In the listing that follows, the lines starting at the one containing "pub enum ProduceOutcome" and ending at the one containing "pub fn is_written(&self)" are to be returned exactly, both boundary lines included, and no others.

::::

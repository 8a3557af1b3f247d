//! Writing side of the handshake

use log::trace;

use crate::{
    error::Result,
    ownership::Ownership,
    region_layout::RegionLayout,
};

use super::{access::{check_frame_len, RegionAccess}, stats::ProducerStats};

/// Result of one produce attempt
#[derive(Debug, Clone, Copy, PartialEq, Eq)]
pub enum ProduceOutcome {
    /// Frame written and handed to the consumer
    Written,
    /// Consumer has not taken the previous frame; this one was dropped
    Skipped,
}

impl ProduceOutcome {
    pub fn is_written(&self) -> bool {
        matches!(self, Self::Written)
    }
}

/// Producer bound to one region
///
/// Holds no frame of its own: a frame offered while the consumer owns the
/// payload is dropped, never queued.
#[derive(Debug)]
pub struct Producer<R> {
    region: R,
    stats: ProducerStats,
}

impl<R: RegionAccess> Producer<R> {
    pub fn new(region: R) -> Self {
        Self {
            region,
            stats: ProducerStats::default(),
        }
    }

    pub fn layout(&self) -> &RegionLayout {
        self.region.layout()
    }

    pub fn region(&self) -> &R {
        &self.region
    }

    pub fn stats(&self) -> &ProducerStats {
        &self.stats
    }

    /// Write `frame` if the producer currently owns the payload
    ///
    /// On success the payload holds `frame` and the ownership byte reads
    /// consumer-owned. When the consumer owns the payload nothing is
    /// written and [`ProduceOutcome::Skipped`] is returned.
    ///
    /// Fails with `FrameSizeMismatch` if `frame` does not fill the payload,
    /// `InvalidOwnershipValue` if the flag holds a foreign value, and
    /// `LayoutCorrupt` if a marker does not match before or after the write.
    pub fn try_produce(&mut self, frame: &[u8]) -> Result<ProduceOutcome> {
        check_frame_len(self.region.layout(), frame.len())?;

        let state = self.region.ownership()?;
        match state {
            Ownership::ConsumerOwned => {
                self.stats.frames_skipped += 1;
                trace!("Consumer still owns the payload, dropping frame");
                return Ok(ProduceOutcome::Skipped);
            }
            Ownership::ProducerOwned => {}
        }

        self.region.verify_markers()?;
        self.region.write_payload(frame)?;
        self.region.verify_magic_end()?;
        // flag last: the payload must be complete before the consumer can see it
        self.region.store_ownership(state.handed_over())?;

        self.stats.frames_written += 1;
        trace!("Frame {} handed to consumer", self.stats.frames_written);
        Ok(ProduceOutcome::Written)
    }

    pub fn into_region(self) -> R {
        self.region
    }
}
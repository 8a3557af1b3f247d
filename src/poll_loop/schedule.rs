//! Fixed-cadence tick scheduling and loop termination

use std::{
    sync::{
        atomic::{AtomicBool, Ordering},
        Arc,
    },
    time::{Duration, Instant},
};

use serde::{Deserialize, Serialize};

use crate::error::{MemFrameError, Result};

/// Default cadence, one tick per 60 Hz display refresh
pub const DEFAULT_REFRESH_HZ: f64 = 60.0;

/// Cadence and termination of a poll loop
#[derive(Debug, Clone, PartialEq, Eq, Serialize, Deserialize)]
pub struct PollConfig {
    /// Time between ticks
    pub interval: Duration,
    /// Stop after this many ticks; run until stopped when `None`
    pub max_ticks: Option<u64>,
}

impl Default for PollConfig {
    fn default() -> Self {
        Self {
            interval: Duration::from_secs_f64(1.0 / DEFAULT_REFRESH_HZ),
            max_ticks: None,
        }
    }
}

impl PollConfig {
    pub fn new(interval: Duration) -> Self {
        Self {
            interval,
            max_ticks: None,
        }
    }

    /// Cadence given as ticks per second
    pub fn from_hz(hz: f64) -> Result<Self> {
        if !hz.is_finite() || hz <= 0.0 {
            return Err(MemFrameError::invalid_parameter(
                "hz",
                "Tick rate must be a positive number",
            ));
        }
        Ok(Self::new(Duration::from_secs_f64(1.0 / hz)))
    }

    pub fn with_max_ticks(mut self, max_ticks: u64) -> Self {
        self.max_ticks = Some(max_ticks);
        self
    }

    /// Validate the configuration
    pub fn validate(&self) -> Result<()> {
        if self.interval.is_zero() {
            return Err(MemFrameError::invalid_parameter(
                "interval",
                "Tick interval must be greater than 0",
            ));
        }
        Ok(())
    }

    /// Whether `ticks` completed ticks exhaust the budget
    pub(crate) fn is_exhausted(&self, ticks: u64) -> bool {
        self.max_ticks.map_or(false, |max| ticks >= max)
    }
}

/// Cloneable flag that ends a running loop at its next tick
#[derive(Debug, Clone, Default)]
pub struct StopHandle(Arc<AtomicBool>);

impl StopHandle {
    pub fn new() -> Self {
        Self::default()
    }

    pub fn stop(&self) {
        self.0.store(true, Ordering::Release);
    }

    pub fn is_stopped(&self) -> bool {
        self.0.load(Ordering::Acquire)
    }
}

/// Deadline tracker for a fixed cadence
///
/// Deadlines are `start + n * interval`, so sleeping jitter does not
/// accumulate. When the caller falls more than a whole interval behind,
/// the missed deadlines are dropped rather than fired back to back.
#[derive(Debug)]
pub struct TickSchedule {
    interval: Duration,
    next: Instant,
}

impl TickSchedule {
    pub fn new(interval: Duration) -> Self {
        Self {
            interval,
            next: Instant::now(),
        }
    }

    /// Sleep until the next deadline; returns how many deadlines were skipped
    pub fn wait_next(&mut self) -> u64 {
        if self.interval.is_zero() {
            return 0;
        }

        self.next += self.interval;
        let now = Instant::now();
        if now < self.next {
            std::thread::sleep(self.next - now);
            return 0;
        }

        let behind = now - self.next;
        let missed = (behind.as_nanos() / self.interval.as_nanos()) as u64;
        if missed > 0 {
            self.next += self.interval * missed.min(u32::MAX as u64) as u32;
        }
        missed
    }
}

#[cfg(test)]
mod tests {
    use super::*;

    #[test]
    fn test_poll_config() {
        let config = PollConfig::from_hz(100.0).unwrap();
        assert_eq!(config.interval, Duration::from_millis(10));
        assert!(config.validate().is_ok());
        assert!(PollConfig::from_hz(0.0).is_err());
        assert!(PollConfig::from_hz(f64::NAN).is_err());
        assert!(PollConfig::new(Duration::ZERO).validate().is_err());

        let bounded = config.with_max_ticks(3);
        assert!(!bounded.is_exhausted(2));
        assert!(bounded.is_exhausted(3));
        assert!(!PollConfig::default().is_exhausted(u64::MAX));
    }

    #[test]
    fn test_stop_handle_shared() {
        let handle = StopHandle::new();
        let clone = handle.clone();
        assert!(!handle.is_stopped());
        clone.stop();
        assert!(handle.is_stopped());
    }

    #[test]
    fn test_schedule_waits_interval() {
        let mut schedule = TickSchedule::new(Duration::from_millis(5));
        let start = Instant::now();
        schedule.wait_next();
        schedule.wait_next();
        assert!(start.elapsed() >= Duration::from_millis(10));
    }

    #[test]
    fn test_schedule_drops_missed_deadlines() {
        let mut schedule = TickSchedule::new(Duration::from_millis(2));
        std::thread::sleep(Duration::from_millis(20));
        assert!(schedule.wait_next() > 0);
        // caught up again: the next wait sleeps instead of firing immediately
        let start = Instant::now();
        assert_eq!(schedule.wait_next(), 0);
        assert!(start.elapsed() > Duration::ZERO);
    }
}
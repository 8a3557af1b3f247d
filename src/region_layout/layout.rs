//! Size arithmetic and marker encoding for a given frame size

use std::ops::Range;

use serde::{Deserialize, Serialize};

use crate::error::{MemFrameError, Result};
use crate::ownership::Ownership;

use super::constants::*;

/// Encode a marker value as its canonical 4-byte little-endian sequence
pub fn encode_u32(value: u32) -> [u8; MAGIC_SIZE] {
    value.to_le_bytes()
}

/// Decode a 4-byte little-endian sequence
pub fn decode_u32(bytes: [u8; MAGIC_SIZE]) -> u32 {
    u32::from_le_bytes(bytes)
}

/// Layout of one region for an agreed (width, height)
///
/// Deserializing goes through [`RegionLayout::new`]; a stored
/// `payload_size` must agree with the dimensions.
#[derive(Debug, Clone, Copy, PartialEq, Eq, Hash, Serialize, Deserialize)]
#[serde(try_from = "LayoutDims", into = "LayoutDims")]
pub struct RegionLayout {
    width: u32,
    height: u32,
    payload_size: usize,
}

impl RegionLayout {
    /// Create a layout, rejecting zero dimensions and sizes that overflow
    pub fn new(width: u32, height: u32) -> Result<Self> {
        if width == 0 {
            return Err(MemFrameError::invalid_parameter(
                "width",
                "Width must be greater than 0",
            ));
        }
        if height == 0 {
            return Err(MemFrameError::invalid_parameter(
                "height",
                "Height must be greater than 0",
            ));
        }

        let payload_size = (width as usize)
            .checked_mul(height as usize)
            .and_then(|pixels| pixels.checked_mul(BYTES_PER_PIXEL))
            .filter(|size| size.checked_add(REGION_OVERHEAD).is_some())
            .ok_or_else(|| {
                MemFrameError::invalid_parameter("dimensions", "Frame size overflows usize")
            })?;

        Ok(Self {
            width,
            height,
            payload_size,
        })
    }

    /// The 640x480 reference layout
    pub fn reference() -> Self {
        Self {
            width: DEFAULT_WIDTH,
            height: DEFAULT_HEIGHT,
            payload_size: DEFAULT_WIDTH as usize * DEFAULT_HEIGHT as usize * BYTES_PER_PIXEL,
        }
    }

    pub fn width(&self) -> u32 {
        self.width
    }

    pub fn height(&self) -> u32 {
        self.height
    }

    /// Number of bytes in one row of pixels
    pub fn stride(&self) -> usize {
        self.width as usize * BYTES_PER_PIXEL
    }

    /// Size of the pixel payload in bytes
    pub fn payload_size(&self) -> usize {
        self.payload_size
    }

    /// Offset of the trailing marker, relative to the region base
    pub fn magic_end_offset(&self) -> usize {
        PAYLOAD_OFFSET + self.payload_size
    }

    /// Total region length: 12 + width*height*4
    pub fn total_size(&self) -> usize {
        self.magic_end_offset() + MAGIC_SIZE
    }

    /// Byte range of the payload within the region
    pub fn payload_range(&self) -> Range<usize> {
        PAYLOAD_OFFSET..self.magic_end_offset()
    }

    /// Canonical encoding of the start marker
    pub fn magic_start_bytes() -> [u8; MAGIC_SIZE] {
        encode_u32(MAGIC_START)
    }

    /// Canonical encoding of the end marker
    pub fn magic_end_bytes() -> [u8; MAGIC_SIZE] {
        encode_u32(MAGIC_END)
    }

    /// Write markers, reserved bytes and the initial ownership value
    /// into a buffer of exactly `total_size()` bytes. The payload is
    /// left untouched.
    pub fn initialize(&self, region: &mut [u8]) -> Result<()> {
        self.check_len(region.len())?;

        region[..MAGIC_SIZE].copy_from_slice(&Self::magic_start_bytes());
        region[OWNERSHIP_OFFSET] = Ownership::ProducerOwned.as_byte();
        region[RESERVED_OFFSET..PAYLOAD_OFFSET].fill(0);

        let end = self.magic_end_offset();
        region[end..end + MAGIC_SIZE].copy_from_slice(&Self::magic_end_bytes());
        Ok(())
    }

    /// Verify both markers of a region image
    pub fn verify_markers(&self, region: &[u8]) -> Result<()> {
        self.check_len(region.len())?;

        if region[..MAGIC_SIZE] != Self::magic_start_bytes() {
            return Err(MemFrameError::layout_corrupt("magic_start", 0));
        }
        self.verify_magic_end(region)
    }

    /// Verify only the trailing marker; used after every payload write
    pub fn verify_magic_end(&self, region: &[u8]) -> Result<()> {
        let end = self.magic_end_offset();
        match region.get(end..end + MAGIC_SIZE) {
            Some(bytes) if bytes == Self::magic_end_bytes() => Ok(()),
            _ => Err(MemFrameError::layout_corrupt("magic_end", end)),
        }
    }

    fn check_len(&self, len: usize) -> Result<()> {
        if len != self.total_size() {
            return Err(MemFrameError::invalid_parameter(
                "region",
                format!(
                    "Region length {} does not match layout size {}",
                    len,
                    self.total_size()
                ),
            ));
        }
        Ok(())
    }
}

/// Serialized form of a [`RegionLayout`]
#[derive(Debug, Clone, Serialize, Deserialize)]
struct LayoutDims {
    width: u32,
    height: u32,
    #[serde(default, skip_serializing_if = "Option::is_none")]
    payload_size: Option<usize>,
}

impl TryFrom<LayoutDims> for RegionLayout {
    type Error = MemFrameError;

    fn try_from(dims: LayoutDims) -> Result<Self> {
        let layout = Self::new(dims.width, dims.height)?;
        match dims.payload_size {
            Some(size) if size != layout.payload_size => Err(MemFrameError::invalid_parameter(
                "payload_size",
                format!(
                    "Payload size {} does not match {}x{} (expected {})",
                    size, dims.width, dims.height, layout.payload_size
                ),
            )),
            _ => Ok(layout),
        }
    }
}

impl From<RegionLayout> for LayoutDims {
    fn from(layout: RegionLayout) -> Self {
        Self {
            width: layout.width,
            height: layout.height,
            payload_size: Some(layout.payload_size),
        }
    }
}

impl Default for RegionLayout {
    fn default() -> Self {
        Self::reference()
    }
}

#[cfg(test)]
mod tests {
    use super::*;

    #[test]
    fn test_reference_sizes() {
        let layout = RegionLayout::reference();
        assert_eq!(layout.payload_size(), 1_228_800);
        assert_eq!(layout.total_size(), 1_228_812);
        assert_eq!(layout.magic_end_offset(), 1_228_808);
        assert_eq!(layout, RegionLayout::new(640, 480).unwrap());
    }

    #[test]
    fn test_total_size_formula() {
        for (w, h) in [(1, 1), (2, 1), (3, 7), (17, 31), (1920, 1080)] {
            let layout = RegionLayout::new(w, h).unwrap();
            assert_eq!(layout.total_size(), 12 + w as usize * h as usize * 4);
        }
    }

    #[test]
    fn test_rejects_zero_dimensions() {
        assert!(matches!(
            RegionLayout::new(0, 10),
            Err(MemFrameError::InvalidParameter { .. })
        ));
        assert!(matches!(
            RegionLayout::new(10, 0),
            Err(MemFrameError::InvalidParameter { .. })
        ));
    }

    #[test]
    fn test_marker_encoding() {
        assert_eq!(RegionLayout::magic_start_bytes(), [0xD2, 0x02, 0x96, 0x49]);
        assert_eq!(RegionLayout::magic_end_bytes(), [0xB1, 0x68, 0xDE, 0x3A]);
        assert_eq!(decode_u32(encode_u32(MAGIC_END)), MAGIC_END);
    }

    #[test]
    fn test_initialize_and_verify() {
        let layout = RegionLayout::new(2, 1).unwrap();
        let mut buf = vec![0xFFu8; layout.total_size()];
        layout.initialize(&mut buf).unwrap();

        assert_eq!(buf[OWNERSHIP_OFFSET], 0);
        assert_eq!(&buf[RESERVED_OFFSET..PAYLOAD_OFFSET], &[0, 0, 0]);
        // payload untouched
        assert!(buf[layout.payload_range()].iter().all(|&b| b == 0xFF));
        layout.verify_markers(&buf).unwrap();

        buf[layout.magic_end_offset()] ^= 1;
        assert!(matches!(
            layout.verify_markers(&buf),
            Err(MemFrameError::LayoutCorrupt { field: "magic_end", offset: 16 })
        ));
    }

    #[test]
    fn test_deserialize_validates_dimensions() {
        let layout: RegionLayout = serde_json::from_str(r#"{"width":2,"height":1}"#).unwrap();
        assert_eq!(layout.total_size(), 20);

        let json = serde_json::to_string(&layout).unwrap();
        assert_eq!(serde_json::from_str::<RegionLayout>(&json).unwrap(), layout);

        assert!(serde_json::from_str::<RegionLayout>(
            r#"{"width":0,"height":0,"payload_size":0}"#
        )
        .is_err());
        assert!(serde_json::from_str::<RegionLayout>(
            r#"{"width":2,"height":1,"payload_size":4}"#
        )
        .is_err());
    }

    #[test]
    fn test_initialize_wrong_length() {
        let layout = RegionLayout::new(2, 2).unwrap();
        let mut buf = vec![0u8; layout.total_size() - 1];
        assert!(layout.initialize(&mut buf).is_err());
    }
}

::::

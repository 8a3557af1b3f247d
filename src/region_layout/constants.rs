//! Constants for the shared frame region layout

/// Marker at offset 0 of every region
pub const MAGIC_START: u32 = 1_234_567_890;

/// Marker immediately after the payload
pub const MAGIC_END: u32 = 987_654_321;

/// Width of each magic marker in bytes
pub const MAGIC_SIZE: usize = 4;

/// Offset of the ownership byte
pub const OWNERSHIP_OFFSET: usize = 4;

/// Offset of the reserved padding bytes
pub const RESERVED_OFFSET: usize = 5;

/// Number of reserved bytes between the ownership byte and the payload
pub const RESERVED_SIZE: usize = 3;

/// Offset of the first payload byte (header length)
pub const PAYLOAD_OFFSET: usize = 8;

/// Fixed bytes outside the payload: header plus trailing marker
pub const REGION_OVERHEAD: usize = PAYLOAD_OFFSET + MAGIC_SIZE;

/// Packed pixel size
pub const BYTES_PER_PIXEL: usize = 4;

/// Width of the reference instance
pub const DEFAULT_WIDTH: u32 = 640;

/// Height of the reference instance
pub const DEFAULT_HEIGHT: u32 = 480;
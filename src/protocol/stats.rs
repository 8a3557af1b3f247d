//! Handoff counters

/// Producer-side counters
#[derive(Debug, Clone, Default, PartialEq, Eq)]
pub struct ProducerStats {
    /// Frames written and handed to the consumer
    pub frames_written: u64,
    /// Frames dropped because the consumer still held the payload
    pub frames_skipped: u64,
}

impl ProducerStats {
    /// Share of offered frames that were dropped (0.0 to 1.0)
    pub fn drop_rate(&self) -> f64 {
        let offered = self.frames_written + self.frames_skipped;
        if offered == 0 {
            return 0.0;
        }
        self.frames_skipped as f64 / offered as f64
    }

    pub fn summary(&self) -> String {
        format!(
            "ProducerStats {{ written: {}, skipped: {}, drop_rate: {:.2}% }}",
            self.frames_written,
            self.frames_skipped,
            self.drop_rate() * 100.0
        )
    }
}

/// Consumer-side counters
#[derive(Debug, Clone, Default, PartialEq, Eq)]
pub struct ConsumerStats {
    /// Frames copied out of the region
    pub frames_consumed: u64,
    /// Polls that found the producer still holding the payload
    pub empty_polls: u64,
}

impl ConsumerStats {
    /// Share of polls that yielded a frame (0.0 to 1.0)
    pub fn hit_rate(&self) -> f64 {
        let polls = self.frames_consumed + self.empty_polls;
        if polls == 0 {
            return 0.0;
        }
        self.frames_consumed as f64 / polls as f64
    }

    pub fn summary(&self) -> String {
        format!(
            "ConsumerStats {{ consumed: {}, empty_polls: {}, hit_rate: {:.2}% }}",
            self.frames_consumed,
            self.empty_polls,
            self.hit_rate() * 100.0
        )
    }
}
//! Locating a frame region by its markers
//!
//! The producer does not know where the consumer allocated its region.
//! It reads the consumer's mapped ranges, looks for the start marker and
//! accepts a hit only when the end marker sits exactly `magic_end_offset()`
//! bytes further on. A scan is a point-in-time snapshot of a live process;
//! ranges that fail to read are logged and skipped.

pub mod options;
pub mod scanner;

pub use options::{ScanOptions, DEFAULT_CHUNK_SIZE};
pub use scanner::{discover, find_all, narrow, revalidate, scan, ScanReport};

::::

**WORKED SOLUTION**
pub enum ProduceOutcome {
    /// Frame written and handed to the consumer
    Written,
    /// Consumer has not taken the previous frame; this one was dropped
    Skipped,
}

impl ProduceOutcome {
    pub fn is_written(&self) -> bool {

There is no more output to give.